After a season-opening loss to the Warriors in which the Lakers missed 30 of their 40 3-point attempts, LeBron James morphed into Captain Obvious when he offered the following quote:

“To be completely honest, we’re not a team constructed of great shooting. It’s not like we’re sitting here with a lot of lasers on our team.”

Take that as a shot at the front office for this poorly constructed roster, or simply as a man telling an irrefutable truth. Either way, it’s an understatement. 

Through the first three games of the season (all losses, by the way), the Lakers, as a team, are 25 for 118 from 3-point range. That’s an ice-cold 21.2-percent clip. Per ESPN Stats and Info, that is the second-worst 3-point percentage for any team in history that has taken at least 100 3-pointers over any three-game span.

Lest you were a hopeful Laker fan thinking maybe we were talking about a small sample size, no such luck. Read those numbers again and let that sink in: 6,100 times a team has shot at least 100 3s over a three-game stretch, and 6,099 of them did so with a better success rate than the Lakers have to open the season. 
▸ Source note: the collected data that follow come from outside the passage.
//! Error types for preprocessing operations.

use thiserror::Error;

/// Error type for preprocessing operations.
///
/// Variants fall into three groups: schema errors (a column is absent, of the
/// wrong type, or in the wrong place), data-quality errors (a column that
/// cannot be imputed or scaled), and parameter / shape errors.
#[derive(Debug, Error)]
pub enum PreprocessingError {
    /// A required column is absent from the input.
    #[error("missing column `{column}`")]
    MissingColumn { column: String },
    /// A column that must be numeric still holds text after cleaning.
    #[error("column `{column}` is not numeric")]
    NonNumericColumn { column: String },
    /// A categorical value has no code in the configured mapping.
    #[error("unknown category `{value}` in column `{column}`")]
    UnknownCategory { column: String, value: String },
    /// A column has no observed value to learn from.
    #[error("column `{column}` has no observed values")]
    EmptyColumn { column: String },
    /// A column is constant, so its min-max range is zero.
    #[error("column `{column}` is constant ({value}); min-max range is zero")]
    ZeroRange { column: String, value: f64 },
    /// Data contains missing or non-finite values where none are allowed.
    #[error("Missing values: {0}")]
    MissingValues(String),
    /// The number of names does not match the matrix width.
    #[error("{got} column names supplied for a matrix with {expected} columns")]
    ColumnCountMismatch { expected: usize, got: usize },
    /// A column name appears twice.
    #[error("duplicate column name `{0}`")]
    DuplicateColumn(String),
    /// Cleaned columns are not in the order recorded at fit time.
    #[error("column order mismatch at position {position}: expected `{expected}`, got `{got}`")]
    ColumnOrderMismatch {
        position: usize,
        expected: String,
        got: String,
    },
    /// Feature dimension mismatch.
    #[error("Feature mismatch: expected {expected_features} features, got {got_features}")]
    FeatureMismatch {
        expected_features: usize,
        got_features: usize,
    },
    /// Invalid hyperparameter value.
    #[error("Invalid parameter: {0}")]
    InvalidParameter(String),
    /// Empty data provided where non-empty was required.
    #[error("Empty data: {0}")]
    EmptyData(String),
    /// Serialization or deserialization error.
    #[error("Serialization error: {0}")]
    SerializationError(String),
    /// I/O error during file operations.
    #[error("I/O error: {0}")]
    IoError(#[from] std::io::Error),
}

impl From<bincode::Error> for PreprocessingError {
    fn from(err: bincode::Error) -> Self {
        PreprocessingError::SerializationError(err.to_string())
    }
}

#[cfg(test)]
mod tests {
    use super::*;

    #[test]
    fn test_error_display_unknown_category() {
        let err = PreprocessingError::UnknownCategory {
            column: "service_unit".to_string(),
            value: "CCU".to_string(),
        };
        assert_eq!(
            err.to_string(),
            "unknown category `CCU` in column `service_unit`"
        );
    }

    #[test]
    fn test_error_display_zero_range() {
        let err = PreprocessingError::ZeroRange {
            column: "aline_flg".to_string(),
            value: 1.0,
        };
        assert!(err.to_string().contains("aline_flg"));
        assert!(err.to_string().contains("range is zero"));
    }

    #[test]
    fn test_error_display_feature_mismatch() {
        let err = PreprocessingError::FeatureMismatch {
            expected_features: 5,
            got_features: 3,
        };
        assert!(err.to_string().contains("Feature mismatch"));
    }

    #[test]
    fn test_error_from_io_error() {
        let io_err = std::io::Error::new(std::io::ErrorKind::NotFound, "test");
        let err: PreprocessingError = io_err.into();
        assert!(matches!(err, PreprocessingError::IoError(_)));
    }

    #[test]
    fn test_error_from_bincode_error() {
        let bad_bytes: &[u8] = &[0xff, 0xff, 0xff, 0xff];
        let bincode_result: Result<String, bincode::Error> = bincode::deserialize(bad_bytes);
        if let Err(e) = bincode_result {
            let err: PreprocessingError = e.into();
            assert!(matches!(err, PreprocessingError::SerializationError(_)));
        }
    }
}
At present, the Lakers don’t have a single player who has attempted at least six 3-pointers on the season with better than a 30-percent mark. Among all players who’ve attempted at least 10, LeBron James is the “best” at 25.9 percent (7 for 27). After that, Kendrick Nunn is at 23 percent, followed by Patrick Beverley at 21 percent, Anthony Davis at 20 percent, Lonnie Walker at 17 percent, and Russell Westbrook at … wait for it … 8.3 percent (1 for 12). 

This is truly awful stuff. Somehow Lakers general manager Rob Pelinka got a contract extension for doing the great work of trading for Westbrook, who has basically no value in support of a LeBron-led offense, and then exacerbating the inherent spacing problems that Westbrook creates by placing absolutely zero emphasis on secondary shooting additions. 

Everyone, perhaps except Pelinka, knew the Lakers were a bad shooting team. But this bad? Historically bad? It’s only three games, so there’s at least hope the trend can improve. But improving on the second-lowest bar in history isn’t much to write home about. It’s going to be a long season for the Lakers if they don’t make a trade for some shooting.